* Problem
Restate all the data word for word, leaving nothing out.

* Given data
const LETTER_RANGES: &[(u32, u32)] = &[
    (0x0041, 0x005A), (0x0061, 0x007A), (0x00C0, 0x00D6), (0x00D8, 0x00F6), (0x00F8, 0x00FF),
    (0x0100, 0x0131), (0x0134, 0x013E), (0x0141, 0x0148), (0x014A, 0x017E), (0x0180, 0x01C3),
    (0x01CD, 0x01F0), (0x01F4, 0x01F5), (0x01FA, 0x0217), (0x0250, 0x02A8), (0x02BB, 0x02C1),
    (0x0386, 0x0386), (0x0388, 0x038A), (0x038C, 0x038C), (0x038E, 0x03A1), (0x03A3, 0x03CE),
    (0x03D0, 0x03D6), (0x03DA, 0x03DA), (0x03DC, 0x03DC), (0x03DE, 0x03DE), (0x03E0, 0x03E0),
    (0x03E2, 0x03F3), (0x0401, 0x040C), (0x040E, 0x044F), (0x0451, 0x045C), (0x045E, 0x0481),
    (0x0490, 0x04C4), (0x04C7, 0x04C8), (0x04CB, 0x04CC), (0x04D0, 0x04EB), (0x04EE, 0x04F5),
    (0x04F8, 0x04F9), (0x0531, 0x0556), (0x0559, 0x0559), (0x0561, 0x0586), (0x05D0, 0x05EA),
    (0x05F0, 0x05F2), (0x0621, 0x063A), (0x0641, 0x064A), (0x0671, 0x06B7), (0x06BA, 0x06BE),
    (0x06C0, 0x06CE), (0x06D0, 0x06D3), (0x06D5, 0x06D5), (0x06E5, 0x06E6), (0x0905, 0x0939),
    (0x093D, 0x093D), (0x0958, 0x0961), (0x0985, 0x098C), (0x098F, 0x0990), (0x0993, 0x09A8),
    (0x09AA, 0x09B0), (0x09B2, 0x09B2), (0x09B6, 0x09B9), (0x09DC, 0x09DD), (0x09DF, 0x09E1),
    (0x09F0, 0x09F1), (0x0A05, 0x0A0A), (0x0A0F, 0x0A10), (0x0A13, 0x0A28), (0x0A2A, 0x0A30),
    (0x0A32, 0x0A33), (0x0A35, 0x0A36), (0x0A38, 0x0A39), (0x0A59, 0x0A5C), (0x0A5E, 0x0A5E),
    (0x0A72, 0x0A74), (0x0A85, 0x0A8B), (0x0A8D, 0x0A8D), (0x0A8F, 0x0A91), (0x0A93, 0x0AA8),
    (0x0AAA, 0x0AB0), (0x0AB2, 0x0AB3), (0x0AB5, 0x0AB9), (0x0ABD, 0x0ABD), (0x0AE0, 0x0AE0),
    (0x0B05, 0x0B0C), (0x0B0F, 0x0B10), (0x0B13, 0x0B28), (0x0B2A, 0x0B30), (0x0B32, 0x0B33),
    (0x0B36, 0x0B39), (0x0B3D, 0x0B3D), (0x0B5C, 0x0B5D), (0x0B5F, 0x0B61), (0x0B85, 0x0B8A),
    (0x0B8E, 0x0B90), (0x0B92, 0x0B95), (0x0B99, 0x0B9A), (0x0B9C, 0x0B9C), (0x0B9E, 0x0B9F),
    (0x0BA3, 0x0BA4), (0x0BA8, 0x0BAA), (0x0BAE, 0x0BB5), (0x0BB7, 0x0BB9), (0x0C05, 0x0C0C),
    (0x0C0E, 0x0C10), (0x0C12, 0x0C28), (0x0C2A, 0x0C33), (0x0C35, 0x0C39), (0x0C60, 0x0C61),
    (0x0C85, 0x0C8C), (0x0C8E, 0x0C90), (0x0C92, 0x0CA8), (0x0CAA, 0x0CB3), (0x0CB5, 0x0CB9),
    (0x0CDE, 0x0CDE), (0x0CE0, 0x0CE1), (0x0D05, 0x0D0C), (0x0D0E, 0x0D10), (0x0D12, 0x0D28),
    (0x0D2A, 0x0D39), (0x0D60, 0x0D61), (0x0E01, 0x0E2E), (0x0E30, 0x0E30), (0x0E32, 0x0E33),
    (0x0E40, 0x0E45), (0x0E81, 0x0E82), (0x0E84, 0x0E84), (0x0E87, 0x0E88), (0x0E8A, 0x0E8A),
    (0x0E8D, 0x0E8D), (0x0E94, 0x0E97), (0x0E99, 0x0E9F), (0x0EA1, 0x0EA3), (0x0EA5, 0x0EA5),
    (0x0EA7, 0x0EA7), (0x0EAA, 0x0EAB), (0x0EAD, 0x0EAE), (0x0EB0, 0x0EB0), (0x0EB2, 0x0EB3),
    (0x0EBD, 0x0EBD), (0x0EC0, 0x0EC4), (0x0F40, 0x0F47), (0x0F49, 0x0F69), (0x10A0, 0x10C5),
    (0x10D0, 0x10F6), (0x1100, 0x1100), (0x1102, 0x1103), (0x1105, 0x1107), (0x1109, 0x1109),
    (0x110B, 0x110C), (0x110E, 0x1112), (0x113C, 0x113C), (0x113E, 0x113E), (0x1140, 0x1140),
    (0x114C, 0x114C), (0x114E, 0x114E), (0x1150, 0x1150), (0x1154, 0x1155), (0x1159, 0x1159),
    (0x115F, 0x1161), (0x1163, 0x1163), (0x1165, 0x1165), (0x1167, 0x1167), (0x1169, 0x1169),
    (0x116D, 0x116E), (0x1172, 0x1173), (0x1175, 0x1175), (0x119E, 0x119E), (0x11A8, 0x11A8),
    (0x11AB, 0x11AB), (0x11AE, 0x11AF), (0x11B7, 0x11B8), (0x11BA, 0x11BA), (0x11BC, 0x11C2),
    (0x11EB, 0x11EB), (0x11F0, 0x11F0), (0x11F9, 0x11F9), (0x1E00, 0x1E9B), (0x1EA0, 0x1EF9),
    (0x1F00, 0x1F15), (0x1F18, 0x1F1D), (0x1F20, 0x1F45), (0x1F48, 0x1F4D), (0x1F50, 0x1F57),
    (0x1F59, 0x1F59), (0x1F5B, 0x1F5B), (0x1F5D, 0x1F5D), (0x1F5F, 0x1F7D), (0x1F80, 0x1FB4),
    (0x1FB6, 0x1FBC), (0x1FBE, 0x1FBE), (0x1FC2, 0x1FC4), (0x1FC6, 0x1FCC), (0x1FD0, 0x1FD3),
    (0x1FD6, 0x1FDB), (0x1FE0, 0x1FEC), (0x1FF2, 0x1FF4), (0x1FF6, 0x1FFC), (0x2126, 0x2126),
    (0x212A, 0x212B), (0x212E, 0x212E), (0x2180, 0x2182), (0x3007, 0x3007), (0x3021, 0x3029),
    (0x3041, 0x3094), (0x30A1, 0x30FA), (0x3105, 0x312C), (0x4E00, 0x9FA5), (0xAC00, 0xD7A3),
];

* Response to this task
const LETTER_RANGES: &[(u32, u32)] = &[
    (0x0041, 0x005A), (0x0061, 0x007A), (0x00C0, 0x00D6), (0x00D8, 0x00F6), (0x00F8, 0x00FF),
    (0x0100, 0x0131), (0x0134, 0x013E), (0x0141, 0x0148), (0x014A, 0x017E), (0x0180, 0x01C3),
    (0x01CD, 0x01F0), (0x01F4, 0x01F5), (0x01FA, 0x0217), (0x0250, 0x02A8), (0x02BB, 0x02C1),
    (0x0386, 0x0386), (0x0388, 0x038A), (0x038C, 0x038C), (0x038E, 0x03A1), (0x03A3, 0x03CE),
    (0x03D0, 0x03D6), (0x03DA, 0x03DA), (0x03DC, 0x03DC), (0x03DE, 0x03DE), (0x03E0, 0x03E0),
    (0x03E2, 0x03F3), (0x0401, 0x040C), (0x040E, 0x044F), (0x0451, 0x045C), (0x045E, 0x0481),
    (0x0490, 0x04C4), (0x04C7, 0x04C8), (0x04CB, 0x04CC), (0x04D0, 0x04EB), (0x04EE, 0x04F5),
    (0x04F8, 0x04F9), (0x0531, 0x0556), (0x0559, 0x0559), (0x0561, 0x0586), (0x05D0, 0x05EA),
    (0x05F0, 0x05F2), (0x0621, 0x063A), (0x0641, 0x064A), (0x0671, 0x06B7), (0x06BA, 0x06BE),
    (0x06C0, 0x06CE), (0x06D0, 0x06D3), (0x06D5, 0x06D5), (0x06E5, 0x06E6), (0x0905, 0x0939),
    (0x093D, 0x093D), (0x0958, 0x0961), (0x0985, 0x098C), (0x098F, 0x0990), (0x0993, 0x09A8),
    (0x09AA, 0x09B0), (0x09B2, 0x09B2), (0x09B6, 0x09B9), (0x09DC, 0x09DD), (0x09DF, 0x09E1),
    (0x09F0, 0x09F1), (0x0A05, 0x0A0A), (0x0A0F, 0x0A10), (0x0A13, 0x0A28), (0x0A2A, 0x0A30),
    (0x0A32, 0x0A33), (0x0A35, 0x0A36), (0x0A38, 0x0A39), (0x0A59, 0x0A5C), (0x0A5E, 0x0A5E),
    (0x0A72, 0x0A74), (0x0A85, 0x0A8B), (0x0A8D, 0x0A8D), (0x0A8F, 0x0A91), (0x0A93, 0x0AA8),
    (0x0AAA, 0x0AB0), (0x0AB2, 0x0AB3), (0x0AB5, 0x0AB9), (0x0ABD, 0x0ABD), (0x0AE0, 0x0AE0),
    (0x0B05, 0x0B0C), (0x0B0F, 0x0B10), (0x0B13, 0x0B28), (0x0B2A, 0x0B30), (0x0B32, 0x0B33),
    (0x0B36, 0x0B39), (0x0B3D, 0x0B3D), (0x0B5C, 0x0B5D), (0x0B5F, 0x0B61), (0x0B85, 0x0B8A),
    (0x0B8E, 0x0B90), (0x0B92, 0x0B95), (0x0B99, 0x0B9A), (0x0B9C, 0x0B9C), (0x0B9E, 0x0B9F),
    (0x0BA3, 0x0BA4), (0x0BA8, 0x0BAA), (0x0BAE, 0x0BB5), (0x0BB7, 0x0BB9), (0x0C05, 0x0C0C),
    (0x0C0E, 0x0C10), (0x0C12, 0x0C28), (0x0C2A, 0x0C33), (0x0C35, 0x0C39), (0x0C60, 0x0C61),
    (0x0C85, 0x0C8C), (0x0C8E, 0x0C90), (0x0C92, 0x0CA8), (0x0CAA, 0x0CB3), (0x0CB5, 0x0CB9),
    (0x0CDE, 0x0CDE), (0x0CE0, 0x0CE1), (0x0D05, 0x0D0C), (0x0D0E, 0x0D10), (0x0D12, 0x0D28),
    (0x0D2A, 0x0D39), (0x0D60, 0x0D61), (0x0E01, 0x0E2E), (0x0E30, 0x0E30), (0x0E32, 0x0E33),
    (0x0E40, 0x0E45), (0x0E81, 0x0E82), (0x0E84, 0x0E84), (0x0E87, 0x0E88), (0x0E8A, 0x0E8A),
    (0x0E8D, 0x0E8D), (0x0E94, 0x0E97), (0x0E99, 0x0E9F), (0x0EA1, 0x0EA3), (0x0EA5, 0x0EA5),
    (0x0EA7, 0x0EA7), (0x0EAA, 0x0EAB), (0x0EAD, 0x0EAE), (0x0EB0, 0x0EB0), (0x0EB2, 0x0EB3),
    (0x0EBD, 0x0EBD), (0x0EC0, 0x0EC4), (0x0F40, 0x0F47), (0x0F49, 0x0F69), (0x10A0, 0x10C5),
    (0x10D0, 0x10F6), (0x1100, 0x1100), (0x1102, 0x1103), (0x1105, 0x1107), (0x1109, 0x1109),
    (0x110B, 0x110C), (0x110E, 0x1112), (0x113C, 0x113C), (0x113E, 0x113E), (0x1140, 0x1140),
    (0x114C, 0x114C), (0x114E, 0x114E), (0x1150, 0x1150), (0x1154, 0x1155), (0x1159, 0x1159),
    (0x115F, 0x1161), (0x1163, 0x1163), (0x1165, 0x1165), (0x1167, 0x1167), (0x1169, 0x1169),
    (0x116D, 0x116E), (0x1172, 0x1173), (0x1175, 0x1175), (0x119E, 0x119E), (0x11A8, 0x11A8),
    (0x11AB, 0x11AB), (0x11AE, 0x11AF), (0x11B7, 0x11B8), (0x11BA, 0x11BA), (0x11BC, 0x11C2),
    (0x11EB, 0x11EB), (0x11F0, 0x11F0), (0x11F9, 0x11F9), (0x1E00, 0x1E9B), (0x1EA0, 0x1EF9),
    (0x1F00, 0x1F15), (0x1F18, 0x1F1D), (0x1F20, 0x1F45), (0x1F48, 0x1F4D), (0x1F50, 0x1F57),
    (0x1F59, 0x1F59), (0x1F5B, 0x1F5B), (0x1F5D, 0x1F5D), (0x1F5F, 0x1F7D), (0x1F80, 0x1FB4),
    (0x1FB6, 0x1FBC), (0x1FBE, 0x1FBE), (0x1FC2, 0x1FC4), (0x1FC6, 0x1FCC), (0x1FD0, 0x1FD3),
    (0x1FD6, 0x1FDB), (0x1FE0, 0x1FEC), (0x1FF2, 0x1FF4), (0x1FF6, 0x1FFC), (0x2126, 0x2126),
    (0x212A, 0x212B), (0x212E, 0x212E), (0x2180, 0x2182), (0x3007, 0x3007), (0x3021, 0x3029),
    (0x3041, 0x3094), (0x30A1, 0x30FA), (0x3105, 0x312C), (0x4E00, 0x9FA5), (0xAC00, 0xD7A3),
];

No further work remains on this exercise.